Hello everyone,

I'm interested in diving into the field of computer vision and I recently came across the concept of Vision Transformer (ViT). I want to understand this concept in depth but I'm not sure what prerequisites I need to have in order to grasp the concept fully.

Do I need to have a strong background in Recurrent Neural Networks (RNNs) and Transformer (Attention Is All You Need) to understand ViT, or can I get by just knowing the basics of deep learning and Convolutional Neural Networks (CNNs)?

I would really appreciate if someone could shed some light on this and provide some guidance.

Thank you in advance!

Comments

You must log in or register to comment.

the_architect_ai t1_j71izep wrote on February 3, 2023 at 12:13 PM

I suggest you just dive straight in. Part of learning is to find out what you don’t know and slowly cover your bases from there.
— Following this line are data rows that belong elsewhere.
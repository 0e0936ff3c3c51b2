//! Uploader tests against an in-memory registry fake.

use std::collections::HashSet;
use std::sync::Mutex;

use godata_client::{ApiError, CaseApi, CaseResponse, CaseUploader, ExistingCase};
use godata_model::{GoDataCase, UploadStatus};

#[derive(Default)]
struct FakeApi {
    existing: Vec<ExistingCase>,
    fail_on: HashSet<String>,
    calls: Mutex<Vec<String>>,
}

impl FakeApi {
    fn with_existing(visual_ids: &[(&str, &str)]) -> Self {
        Self {
            existing: visual_ids
                .iter()
                .map(|(visual_id, id)| ExistingCase {
                    id: id.to_string(),
                    visual_id: Some(visual_id.to_string()),
                })
                .collect(),
            ..Self::default()
        }
    }

    fn failing_on(mut self, visual_id: &str) -> Self {
        self.fail_on.insert(visual_id.to_string());
        self
    }

    fn calls(&self) -> Vec<String> {
        self.calls.lock().expect("calls lock").clone()
    }

    fn record(&self, call: String) {
        self.calls.lock().expect("calls lock").push(call);
    }
}

impl CaseApi for FakeApi {
    fn list_cases(&self, _outbreak_id: &str) -> godata_client::Result<Vec<ExistingCase>> {
        Ok(self.existing.clone())
    }

    fn create_case(
        &self,
        _outbreak_id: &str,
        case: &GoDataCase,
    ) -> godata_client::Result<CaseResponse> {
        self.record(format!("create {}", case.visual_id));
        if self.fail_on.contains(&case.visual_id) {
            return Err(ApiError::Transport("connection reset".to_string()));
        }
        Ok(CaseResponse {
            id: Some(format!("created-{}", case.visual_id)),
        })
    }

    fn update_case(
        &self,
        _outbreak_id: &str,
        case_id: &str,
        case: &GoDataCase,
    ) -> godata_client::Result<CaseResponse> {
        self.record(format!("update {} as {case_id}", case.visual_id));
        if self.fail_on.contains(&case.visual_id) {
            return Err(ApiError::Transport("connection reset".to_string()));
        }
        Ok(CaseResponse {
            id: Some(case_id.to_string()),
        })
    }
}

fn case(visual_id: &str) -> GoDataCase {
    GoDataCase::with_defaults(visual_id, "ob-1")
}

#[test]
fn one_failure_never_aborts_the_batch() {
    let api = FakeApi::default().failing_on("1002");
    let cases = [case("1001"), case("1002"), case("1003")];

    let outcomes = CaseUploader::new(&api)
        .send_cases(&cases, "ob-1")
        .expect("batch runs");

    assert_eq!(outcomes.len(), 3);
    let failed: Vec<_> = outcomes
        .iter()
        .filter(|outcome| outcome.status == UploadStatus::Error)
        .collect();
    assert_eq!(failed.len(), 1);
    assert_eq!(failed[0].visual_id, "1002");
    assert!(failed[0].error_message.as_deref().unwrap().contains("connection reset"));
    for outcome in &outcomes {
        match outcome.status {
            UploadStatus::Success => assert!(outcome.response_id.is_some()),
            UploadStatus::Error => assert!(outcome.error_message.is_some()),
        }
    }
}

#[test]
fn known_natural_keys_update_and_new_ones_create() {
    let api = FakeApi::with_existing(&[("1001", "remote-1")]);
    let cases = [case("1001"), case("1002")];

    let outcomes = CaseUploader::with_workers(&api, 1)
        .send_cases(&cases, "ob-1")
        .expect("batch runs");

    assert_eq!(outcomes.len(), 2);
    assert!(outcomes.iter().all(|outcome| outcome.is_success()));
    assert_eq!(
        api.calls(),
        vec!["update 1001 as remote-1".to_string(), "create 1002".to_string()]
    );
}

#[test]
fn empty_batch_yields_no_outcomes() {
    let api = FakeApi::default();
    let outcomes = CaseUploader::new(&api)
        .send_cases(&[], "ob-1")
        .expect("batch runs");
    assert!(outcomes.is_empty());
}

#[test]
fn outcome_count_matches_input_count_under_concurrency() {
    let api = FakeApi::default();
    let cases: Vec<GoDataCase> = (0..40).map(|i| case(&format!("{:04}", i))).collect();

    let outcomes = CaseUploader::with_workers(&api, 5)
        .send_cases(&cases, "ob-1")
        .expect("batch runs");

    assert_eq!(outcomes.len(), cases.len());
    // Completion order is not submission order; compare as sets.
    let mut seen: Vec<_> = outcomes.iter().map(|o| o.visual_id.clone()).collect();
    seen.sort();
    let mut expected: Vec<_> = cases.iter().map(|c| c.visual_id.clone()).collect();
    expected.sort();
    assert_eq!(seen, expected);
}

#[test]
fn failing_case_listing_is_fatal() {
    struct BrokenListing;
    impl CaseApi for BrokenListing {
        fn list_cases(&self, _: &str) -> godata_client::Result<Vec<ExistingCase>> {
            Err(ApiError::Status {
                status: 500,
                message: "boom".to_string(),
            })
        }
        fn create_case(&self, _: &str, _: &GoDataCase) -> godata_client::Result<CaseResponse> {
            unreachable!("no upsert may start before the lookup succeeds")
        }
        fn update_case(
            &self,
            _: &str,
            _: &str,
            _: &GoDataCase,
        ) -> godata_client::Result<CaseResponse> {
            unreachable!("no upsert may start before the lookup succeeds")
        }
    }

    let result = CaseUploader::new(&BrokenListing).send_cases(&[case("1001")], "ob-1");
    assert!(result.is_err());
}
AerysSk t1_j71kz0d wrote on February 3, 2023 at 12:33 PM

This is the correct attitude. Dive in, and if you meet obstacles, find it. It's what makes the learning journey fun: you don't just learn one thing, but many things.

SAbdusSamad OP t1_j758r29 wrote on February 4, 2023 at 4:04 AM

Great advice. This seems to be a good starting point.

SimonJDPrince t1_j72bw7l wrote on February 3, 2023 at 3:56 PM

Explained in my forthcoming book:

https://udlbook.github.io/udlbook/

Should be a good place to start, and if it isn't then I'm really interested to know where you struggled so I can improve the explanation.

fermangas t1_j734867 wrote on February 3, 2023 at 6:55 PM

I was going to recommend this book. You beat me to it.

jmmcd t1_j7qb9i1 wrote on February 8, 2023 at 5:34 PM

This book is really excellent! I'm working through it and collecting a few typos. I'll pass them on when done. I'm going to recommend it to my students this semester.

SAbdusSamad OP t1_j757w05 wrote on February 4, 2023 at 3:56 AM

I recently obtained a PDF of the book and began searching for information on ViT. Unfortunately, it appears that the book does not cover this topic. However, I plan to utilize the Transformer chapter to gain an understanding of ViT.

SimonJDPrince t1_j784yjf wrote on February 4, 2023 at 8:26 PM

ViT is at the end of the transformers chapter. Perhaps I forgot to put it in the index?

SAbdusSamad OP t1_j79ub7q wrote on February 5, 2023 at 4:34 AM

I apologize for that oversight. Yes, the book does cover Transformers for images.

42gauge t1_j7eal36 wrote on February 6, 2023 at 3:52 AM

What are the math/ML prerequisites for this text?

SimonJDPrince t1_j7htrs8 wrote on February 6, 2023 at 10:11 PM

Pretty much nothing to get through the first half. High school calculus and a basic grasp of probability. Should be accessible to almost everyone. Second half needs more knowledge of probability, but I'm filling out appendices with this info.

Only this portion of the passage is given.